Orders for big-ticket manufactured goods plunged 14.4% in March, the second-biggest decline on record. The worse-than-expected slide underscored the severity of the economic impact from the pandemic.
New orders for commercial airlines actually went negative as cancellations outpaced sales. Those orders plunged 295.7% with skies largely empty of planes. The last time so few people traveled by plane was in the pre-jet era.
The March decline was surpassed only by an 18.4% drop in August 2014. There was a 1.1% gain in February, before the government-mandated shutdowns to contain the virus had begun. Demand in a key category that serves as a proxy for business investment eked out a 0.1% gain, but that followed a 0.8% decline in February.
The report Friday from the Commerce Department showed widespread weakness, with demand for transportation products falling 41%. Demand for motor vehicles and commercial airliners both tumbled.

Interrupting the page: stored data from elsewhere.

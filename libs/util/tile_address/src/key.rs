// This file is part of Nitrogen.
//
// Nitrogen is free software: you can redistribute it and/or modify
// it under the terms of the GNU General Public License as published by
// the Free Software Foundation, either version 3 of the License, or
// (at your option) any later version.
//
// Nitrogen is distributed in the hope that it will be useful,
// but WITHOUT ANY WARRANTY; without even the implied warranty of
// MERCHANTABILITY or FITNESS FOR A PARTICULAR PURPOSE.  See the
// GNU General Public License for more details.
//
// You should have received a copy of the GNU General Public License
// along with Nitrogen.  If not, see <http://www.gnu.org/licenses/>.
use anyhow::{ensure, Result};
use std::fmt;

/// Deepest level that keys and quad ids are guaranteed to address uniquely.
pub const MAX_LEVEL: u32 = 20;

const Y_BITS: u32 = 20;
const X_BITS: u32 = 24;
const LEVEL_BITS: u32 = 5;
const SLOT_BITS: u32 = 64 - Y_BITS - X_BITS - LEVEL_BITS;

const X_SHIFT: u32 = Y_BITS;
const LEVEL_SHIFT: u32 = X_SHIFT + X_BITS;
const SLOT_SHIFT: u32 = LEVEL_SHIFT + LEVEL_BITS;

/// A process-unique number standing in for an image set inside tile keys.
/// Slots are handed out by whoever registers image sets and never reused.
#[derive(Copy, Clone, Debug, Eq, PartialEq, Hash, Ord, PartialOrd)]
pub struct DatasetSlot(u16);

impl DatasetSlot {
    pub const MAX: u16 = (1 << SLOT_BITS) - 1;

    pub fn new(slot: u16) -> Result<Self> {
        ensure!(slot <= Self::MAX, "dataset slot {} out of range", slot);
        Ok(Self(slot))
    }

    pub fn index(&self) -> u16 {
        self.0
    }
}

/// Canonical 64-bit identity of one quadtree node in one image set.
///
/// Layout, high to low: 15 bits slot, 5 bits level, 24 bits x, 20 bits y.
/// Healpix tiles store `face * 2^level + ix` in x, which is why x is wider.
#[derive(Copy, Clone, Eq, PartialEq, Hash, Ord, PartialOrd)]
pub struct TileKey(u64);

impl TileKey {
    pub fn new(slot: DatasetSlot, level: u32, x: u32, y: u32) -> Result<Self> {
        ensure!(level < (1 << LEVEL_BITS), "tile level {} out of range", level);
        ensure!(x < (1 << X_BITS), "tile x {} out of range at level {}", x, level);
        ensure!(y < (1 << Y_BITS), "tile y {} out of range at level {}", y, level);
        Ok(Self(
            (slot.0 as u64) << SLOT_SHIFT
                | (level as u64) << LEVEL_SHIFT
                | (x as u64) << X_SHIFT
                | y as u64,
        ))
    }

    pub fn slot(&self) -> DatasetSlot {
        DatasetSlot((self.0 >> SLOT_SHIFT) as u16)
    }

    pub fn level(&self) -> u32 {
        ((self.0 >> LEVEL_SHIFT) & ((1 << LEVEL_BITS) - 1)) as u32
    }

    pub fn x(&self) -> u32 {
        ((self.0 >> X_SHIFT) & ((1 << X_BITS) - 1)) as u32
    }

    pub fn y(&self) -> u32 {
        (self.0 & ((1 << Y_BITS) - 1)) as u32
    }

    /// The key of the enclosing tile one level up, if any.
    pub fn parent(&self) -> Option<Self> {
        if self.level() == 0 {
            return None;
        }
        Some(Self(
            (self.slot().0 as u64) << SLOT_SHIFT
                | ((self.level() - 1) as u64) << LEVEL_SHIFT
                | ((self.x() >> 1) as u64) << X_SHIFT
                | (self.y() >> 1) as u64,
        ))
    }
}

impl fmt::Debug for TileKey {
    fn fmt(&self, f: &mut fmt::Formatter<'_>) -> fmt::Result {
        write!(
            f,
            "TileKey({}:{}/{}/{})",
            self.slot().0,
            self.level(),
            self.x(),
            self.y()
        )
    }
}

impl fmt::Display for TileKey {
    fn fmt(&self, f: &mut fmt::Formatter<'_>) -> fmt::Result {
        write!(f, "{}/{}/{}", self.level(), self.x(), self.y())
    }
}
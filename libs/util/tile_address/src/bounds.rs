// This file is part of Nitrogen.
//
// Nitrogen is free software: you can redistribute it and/or modify
// it under the terms of the GNU General Public License as published by
// the Free Software Foundation, either version 3 of the License, or
// (at your option) any later version.
//
// Nitrogen is distributed in the hope that it will be useful,
// but WITHOUT ANY WARRANTY; without even the implied warranty of
// MERCHANTABILITY or FITNESS FOR A PARTICULAR PURPOSE.  See the
// GNU General Public License for more details.
//
// You should have received a copy of the GNU General Public License
// along with Nitrogen.  If not, see <http://www.gnu.org/licenses/>.
use crate::{ImageSet, Projection};
use std::f64::consts::PI;

/// Geographic extent of a rectangular tile, in degrees.
#[derive(Copy, Clone, Debug, PartialEq)]
pub struct GeoBounds {
    pub lat_min: f64,
    pub lat_max: f64,
    pub lng_min: f64,
    pub lng_max: f64,
}

impl GeoBounds {
    pub fn contains(&self, lat: f64, lng: f64) -> bool {
        lat >= self.lat_min && lat <= self.lat_max && lng >= self.lng_min && lng <= self.lng_max
    }

    pub fn center(&self) -> (f64, f64) {
        (
            (self.lat_min + self.lat_max) / 2f64,
            (self.lng_min + self.lng_max) / 2f64,
        )
    }
}

pub fn tile_degrees(image_set: &ImageSet, level: u32) -> f64 {
    image_set.base_tile_degrees() / 2f64.powi(level as i32)
}

/// Latitude of the northern edge of mercator row `y` of `2^level` rows.
pub fn mercator_row_latitude(level: u32, y: f64) -> f64 {
    let n = 2f64.powi(level as i32);
    (PI * (1f64 - 2f64 * y / n)).sinh().atan().to_degrees()
}

/// Rectangular bounds for the projections that have them. Healpix tiles are
/// curvilinear and return None.
pub fn tile_bounds(image_set: &ImageSet, level: u32, x: u32, y: u32) -> Option<GeoBounds> {
    match image_set.projection() {
        Projection::Equirectangular => {
            let deg = tile_degrees(image_set, level);
            let lng_min = x as f64 * deg - 180f64;
            let (lat_min, lat_max) = if image_set.bottoms_up() {
                let lat_min = y as f64 * deg - 90f64;
                (lat_min, lat_min + deg)
            } else {
                let lat_max = 90f64 - y as f64 * deg;
                (lat_max - deg, lat_max)
            };
            Some(GeoBounds {
                lat_min,
                lat_max,
                lng_min,
                lng_max: lng_min + deg,
            })
        }
        Projection::Mercator => {
            let deg = 360f64 / 2f64.powi(level as i32);
            let lng_min = x as f64 * deg - 180f64;
            Some(GeoBounds {
                lat_min: mercator_row_latitude(level, y as f64 + 1f64),
                lat_max: mercator_row_latitude(level, y as f64),
                lng_min,
                lng_max: lng_min + deg,
            })
        }
        Projection::Healpix => None,
    }
}

/// The box used by WMS style `{latMin}` templates: rows count up from the
/// south pole regardless of storage order.
pub fn wms_bounds(image_set: &ImageSet, level: u32, x: u32, y: u32) -> GeoBounds {
    let deg = tile_degrees(image_set, level);
    GeoBounds {
        lat_min: y as f64 * deg - 90f64,
        lat_max: (y + 1) as f64 * deg - 90f64,
        lng_min: x as f64 * deg - 180f64,
        lng_max: (x + 1) as f64 * deg - 180f64,
    }
}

The dire numbers from Commerce followed a report showing that manufacturing production collapsed in March, with declines that have not been seen since the country demobilized after World War II.
And worse is on the way.
The numbers from March capture only the beginning of the lockdown in mid-March. When April manufacturing numbers are released next month, the full force of the pandemic will be on display.
“We expect the coronavirus will deal a severe blow to U.S. business spending via suppressed global and domestic demand, broken supply chains, depressed oil prices, tighter financial conditions and elevated uncertainty,” said Gregory Daco, chief economist at Oxford Economics.
“This will translate into some of the largest pullbacks in capital spending of all time,” Daco said.